情報保全監察室は20人ほどの規模ですが、特定秘密保護法の施行に合わせ、特定秘密保護法附則第9条に基づき、ほかの行政機関から独立した公正な立場で検証・観察作業をしています。
情報保全監察室の室長は独立公文書管理監が兼務しており、残りの職員は全員官僚で、アメリカの国立公文書館の情報保全監察局を参考に設置されました。
アメリカの情報保全監察局の場合は人事異動で出身省庁に戻らない「ノーリターンルール」が適用されるため政府内の独立性が高いのですが、情報保全監察室では「ノーリターンルール」が適用されておらず、身内である出身省庁や他省庁に配慮してチェックが十分にされていないおそれがあると特定秘密保護法に反対している人たちからは指摘されています。
情報保全監察室では、特定秘密の監視組織のトップである独立公文書監を中心に、秘密の指定や解除が適切かどうかを検証・監察し、適切でないとした場合には各省庁に是正勧告します。また、秘密指定が解除された文書の国立公文書館への移管や不当廃棄がないか検証・観察を行います。
また、特定秘密の運用に不正や恣意があった場合、情報保全監察室は内部通報の窓口となります。通報を受け付けるのは、特定秘密の取扱業務者等が、特定秘密の指定及び解除または特定行政文書ファイル等の管理が特定秘密保護法に従って行われていないと思料された場合です。

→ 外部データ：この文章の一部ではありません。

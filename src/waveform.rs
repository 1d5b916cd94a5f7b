//! Text rendering of monitor snapshots, one waveform row per trace.

use crate::devices::Signal;
use crate::monitors::TraceSnapshot;

fn glyph(level: Signal) -> char {
    match level {
        Signal::High => '-',
        Signal::Low => '_',
        Signal::Rising => '/',
        Signal::Falling => '\\',
        Signal::Blank => ' ',
    }
}

/// Renders every trace as `NAME : __--__`, names left-aligned to the
/// widest one.
#[must_use]
pub fn render(traces: &[TraceSnapshot]) -> String {
    let width = traces.iter().map(|t| t.name.len()).max().unwrap_or(0);
    let mut out = String::new();
    for trace in traces {
        let wave: String = trace.levels.iter().map(|&level| glyph(level)).collect();
        out.push_str(&format!("{:<width$} : {}\n", trace.name, wave));
    }
    out
}

#[cfg(test)]
mod tests {
    use super::*;

    #[test]
    fn rows_align_on_the_longest_name() {
        let traces = vec![
            TraceSnapshot {
                name: "CK".to_owned(),
                levels: vec![Signal::High, Signal::High, Signal::Low],
            },
            TraceSnapshot {
                name: "D1.QBAR".to_owned(),
                levels: vec![Signal::Low, Signal::Low, Signal::High],
            },
        ];
        let rendered = render(&traces);
        assert_eq!(rendered, "CK      : --_\nD1.QBAR : __-\n");
    }
}
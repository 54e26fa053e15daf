use base64::engine::general_purpose::URL_SAFE_NO_PAD;
use base64::Engine;
use sha2::{Digest, Sha256};

use crate::error::{AppError, AppResult};

/// Mint a fresh edit token: 32 bytes of OS randomness, URL-safe base64
/// (43 characters). The plaintext goes to the submitter exactly once; only
/// the hash is stored.
pub fn mint() -> AppResult<String> {
    let mut bytes = [0u8; 32];
    getrandom::getrandom(&mut bytes)
        .map_err(|e| AppError::Internal(format!("Failed to generate random bytes: {}", e)))?;
    Ok(URL_SAFE_NO_PAD.encode(bytes))
}

/// Unsalted SHA-256, lowercase hex. The token itself carries 256 bits of
/// entropy, so a salt buys nothing.
pub fn hash(token: &str) -> String {
    hex::encode(Sha256::digest(token.as_bytes()))
}

/// Constant-time comparison of the presented token's hash against the
/// stored one.
pub fn verify(presented: &str, stored_hash: &str) -> bool {
    ring::constant_time::verify_slices_are_equal(hash(presented).as_bytes(), stored_hash.as_bytes())
        .is_ok()
}

#[cfg(test)]
mod tests {
    use super::*;

    #[test]
    fn mint_is_43_urlsafe_chars() {
        let token = mint().unwrap();
        assert_eq!(token.len(), 43);
        assert!(token
            .chars()
            .all(|c| c.is_ascii_alphanumeric() || c == '-' || c == '_'));
    }

    #[test]
    fn mint_outputs_differ() {
        assert_ne!(mint().unwrap(), mint().unwrap());
    }

    #[test]
    fn hash_is_64_lowercase_hex() {
        let digest = hash("anything at all");
        assert_eq!(digest.len(), 64);
        assert!(digest.chars().all(|c| c.is_ascii_hexdigit() && !c.is_ascii_uppercase()));
    }

    #[test]
    fn verify_accepts_own_hash_and_rejects_others() {
        let token = mint().unwrap();
        let stored = hash(&token);

        assert!(verify(&token, &stored));
        assert!(!verify("some-other-token", &stored));
        assert!(!verify(&token, &hash("some-other-token")));
        assert!(!verify(&token, ""));
    }
}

情報保全監察室(独立公文書管理監)への通報は、ファイル管理に係る行政機関が設置する通報窓口に通報を行い、当該行政機関から調査を行わない旨の通知または調査の結果通知を受けた後に行うことになります。しかし、条件を満たしている場合は行政機関の通報窓口を経ずに、独立公文書管理監へ通報することが可能になるケースもあります。
情報保全監察室の仕事としては、その他にも、特定秘密の指定及びその解除や適性評価の実施に関し、統一的な運用を図るための基準に基づく報告を内閣総理大臣にしています。これまでに2回の報告があり、平成27年12月に「特定秘密の特定行政文書ファイル等の管理について」、平成29年5月に「独立公文書管理監等がとった措置の概要」が報告されています。